Goal of the exercise: Within the listing below, determine how many lines hold the word "message". Give the number with no commentary.

Recorded data:

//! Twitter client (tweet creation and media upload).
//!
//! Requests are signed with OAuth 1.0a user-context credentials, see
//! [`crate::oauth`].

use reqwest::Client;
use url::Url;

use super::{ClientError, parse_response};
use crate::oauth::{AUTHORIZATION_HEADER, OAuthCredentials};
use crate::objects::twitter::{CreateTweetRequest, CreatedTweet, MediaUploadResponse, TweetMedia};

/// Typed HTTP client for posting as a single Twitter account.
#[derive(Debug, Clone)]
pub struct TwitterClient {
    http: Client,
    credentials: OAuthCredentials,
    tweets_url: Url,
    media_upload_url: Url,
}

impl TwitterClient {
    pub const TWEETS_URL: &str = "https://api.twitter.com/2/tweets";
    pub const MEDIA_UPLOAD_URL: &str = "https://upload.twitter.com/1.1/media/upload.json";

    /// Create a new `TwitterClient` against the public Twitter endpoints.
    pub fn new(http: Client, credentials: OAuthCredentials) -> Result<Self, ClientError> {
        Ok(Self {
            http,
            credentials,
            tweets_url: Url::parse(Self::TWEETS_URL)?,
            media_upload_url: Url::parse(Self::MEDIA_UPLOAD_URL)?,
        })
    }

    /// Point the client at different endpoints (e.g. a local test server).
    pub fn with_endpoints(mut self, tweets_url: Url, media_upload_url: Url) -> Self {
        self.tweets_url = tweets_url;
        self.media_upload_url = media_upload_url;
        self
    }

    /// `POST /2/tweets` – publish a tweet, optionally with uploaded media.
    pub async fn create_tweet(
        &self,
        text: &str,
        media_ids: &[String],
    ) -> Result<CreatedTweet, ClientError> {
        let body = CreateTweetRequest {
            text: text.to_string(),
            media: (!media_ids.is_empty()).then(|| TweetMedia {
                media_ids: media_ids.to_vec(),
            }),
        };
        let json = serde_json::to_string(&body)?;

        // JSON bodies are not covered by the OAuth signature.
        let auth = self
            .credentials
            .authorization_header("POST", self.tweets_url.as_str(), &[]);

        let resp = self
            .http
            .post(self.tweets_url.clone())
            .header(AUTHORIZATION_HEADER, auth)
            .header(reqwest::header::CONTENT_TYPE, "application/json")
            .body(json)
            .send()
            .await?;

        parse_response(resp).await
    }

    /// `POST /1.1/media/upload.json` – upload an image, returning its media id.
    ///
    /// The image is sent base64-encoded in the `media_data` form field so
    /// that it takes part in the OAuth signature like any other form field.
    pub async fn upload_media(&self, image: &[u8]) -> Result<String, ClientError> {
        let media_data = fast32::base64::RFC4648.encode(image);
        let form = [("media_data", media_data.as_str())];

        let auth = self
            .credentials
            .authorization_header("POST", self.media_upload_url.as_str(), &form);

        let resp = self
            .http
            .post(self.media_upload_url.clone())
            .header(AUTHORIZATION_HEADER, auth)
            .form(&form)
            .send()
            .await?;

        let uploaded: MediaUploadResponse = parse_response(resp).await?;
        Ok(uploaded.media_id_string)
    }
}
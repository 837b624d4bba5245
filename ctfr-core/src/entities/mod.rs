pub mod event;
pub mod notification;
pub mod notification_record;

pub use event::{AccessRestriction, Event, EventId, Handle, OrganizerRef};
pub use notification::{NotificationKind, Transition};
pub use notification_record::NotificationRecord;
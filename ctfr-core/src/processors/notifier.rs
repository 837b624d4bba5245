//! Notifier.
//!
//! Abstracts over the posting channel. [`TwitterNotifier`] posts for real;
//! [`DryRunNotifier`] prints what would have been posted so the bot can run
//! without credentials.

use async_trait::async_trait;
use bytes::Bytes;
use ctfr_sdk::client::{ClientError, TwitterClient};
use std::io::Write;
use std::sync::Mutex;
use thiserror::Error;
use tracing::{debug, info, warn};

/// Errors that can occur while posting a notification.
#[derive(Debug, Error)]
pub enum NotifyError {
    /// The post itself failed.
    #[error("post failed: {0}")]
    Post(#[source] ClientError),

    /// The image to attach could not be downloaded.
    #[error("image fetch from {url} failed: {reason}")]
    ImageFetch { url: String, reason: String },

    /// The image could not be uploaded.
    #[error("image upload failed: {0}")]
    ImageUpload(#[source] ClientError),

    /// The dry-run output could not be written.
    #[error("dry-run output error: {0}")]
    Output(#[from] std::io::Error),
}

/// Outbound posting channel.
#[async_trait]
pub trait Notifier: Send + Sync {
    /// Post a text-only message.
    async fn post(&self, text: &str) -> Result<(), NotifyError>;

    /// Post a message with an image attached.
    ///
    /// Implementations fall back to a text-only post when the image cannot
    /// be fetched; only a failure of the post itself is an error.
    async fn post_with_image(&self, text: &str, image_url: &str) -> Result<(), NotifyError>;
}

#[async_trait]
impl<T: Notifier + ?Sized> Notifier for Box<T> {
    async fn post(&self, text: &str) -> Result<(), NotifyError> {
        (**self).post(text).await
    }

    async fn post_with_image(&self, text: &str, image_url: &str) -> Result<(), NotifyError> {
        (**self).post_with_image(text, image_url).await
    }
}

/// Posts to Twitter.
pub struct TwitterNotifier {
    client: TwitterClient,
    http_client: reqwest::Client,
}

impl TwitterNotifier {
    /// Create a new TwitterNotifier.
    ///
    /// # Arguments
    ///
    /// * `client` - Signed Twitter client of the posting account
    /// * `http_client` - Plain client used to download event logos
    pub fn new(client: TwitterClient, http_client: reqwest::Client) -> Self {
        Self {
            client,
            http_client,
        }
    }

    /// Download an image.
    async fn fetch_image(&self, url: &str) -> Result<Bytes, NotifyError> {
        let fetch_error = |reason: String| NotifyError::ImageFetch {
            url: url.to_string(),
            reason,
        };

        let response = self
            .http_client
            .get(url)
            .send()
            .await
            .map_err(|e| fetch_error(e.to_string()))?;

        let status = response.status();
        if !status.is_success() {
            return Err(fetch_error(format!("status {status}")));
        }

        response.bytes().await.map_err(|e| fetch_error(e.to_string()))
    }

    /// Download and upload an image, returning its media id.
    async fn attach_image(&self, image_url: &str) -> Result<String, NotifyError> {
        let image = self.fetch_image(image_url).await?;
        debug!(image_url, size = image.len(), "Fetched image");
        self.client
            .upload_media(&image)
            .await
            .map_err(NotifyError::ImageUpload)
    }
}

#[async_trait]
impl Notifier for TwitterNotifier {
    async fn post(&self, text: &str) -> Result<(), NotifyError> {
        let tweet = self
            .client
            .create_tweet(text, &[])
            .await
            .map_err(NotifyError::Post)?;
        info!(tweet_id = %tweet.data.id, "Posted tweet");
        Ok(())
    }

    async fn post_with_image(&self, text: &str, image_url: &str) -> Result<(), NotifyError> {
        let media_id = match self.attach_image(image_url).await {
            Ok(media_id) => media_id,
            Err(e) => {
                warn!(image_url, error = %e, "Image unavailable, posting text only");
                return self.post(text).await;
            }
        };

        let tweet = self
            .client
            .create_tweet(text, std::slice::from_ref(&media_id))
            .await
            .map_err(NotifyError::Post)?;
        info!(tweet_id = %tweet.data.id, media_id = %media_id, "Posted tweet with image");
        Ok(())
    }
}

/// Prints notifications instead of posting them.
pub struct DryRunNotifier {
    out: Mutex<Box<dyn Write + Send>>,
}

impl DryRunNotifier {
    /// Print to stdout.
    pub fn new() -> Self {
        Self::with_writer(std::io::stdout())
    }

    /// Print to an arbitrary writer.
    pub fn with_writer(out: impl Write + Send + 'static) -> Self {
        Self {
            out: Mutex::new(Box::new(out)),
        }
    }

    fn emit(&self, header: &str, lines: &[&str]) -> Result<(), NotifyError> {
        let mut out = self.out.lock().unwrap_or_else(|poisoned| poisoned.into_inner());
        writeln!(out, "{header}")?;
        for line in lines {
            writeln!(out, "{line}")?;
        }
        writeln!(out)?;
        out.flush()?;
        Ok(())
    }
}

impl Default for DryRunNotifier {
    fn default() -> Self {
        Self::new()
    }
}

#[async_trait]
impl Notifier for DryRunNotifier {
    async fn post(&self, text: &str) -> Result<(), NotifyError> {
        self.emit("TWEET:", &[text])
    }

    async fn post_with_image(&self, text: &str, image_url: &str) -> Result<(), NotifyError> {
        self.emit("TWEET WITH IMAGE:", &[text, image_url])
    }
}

Response: 2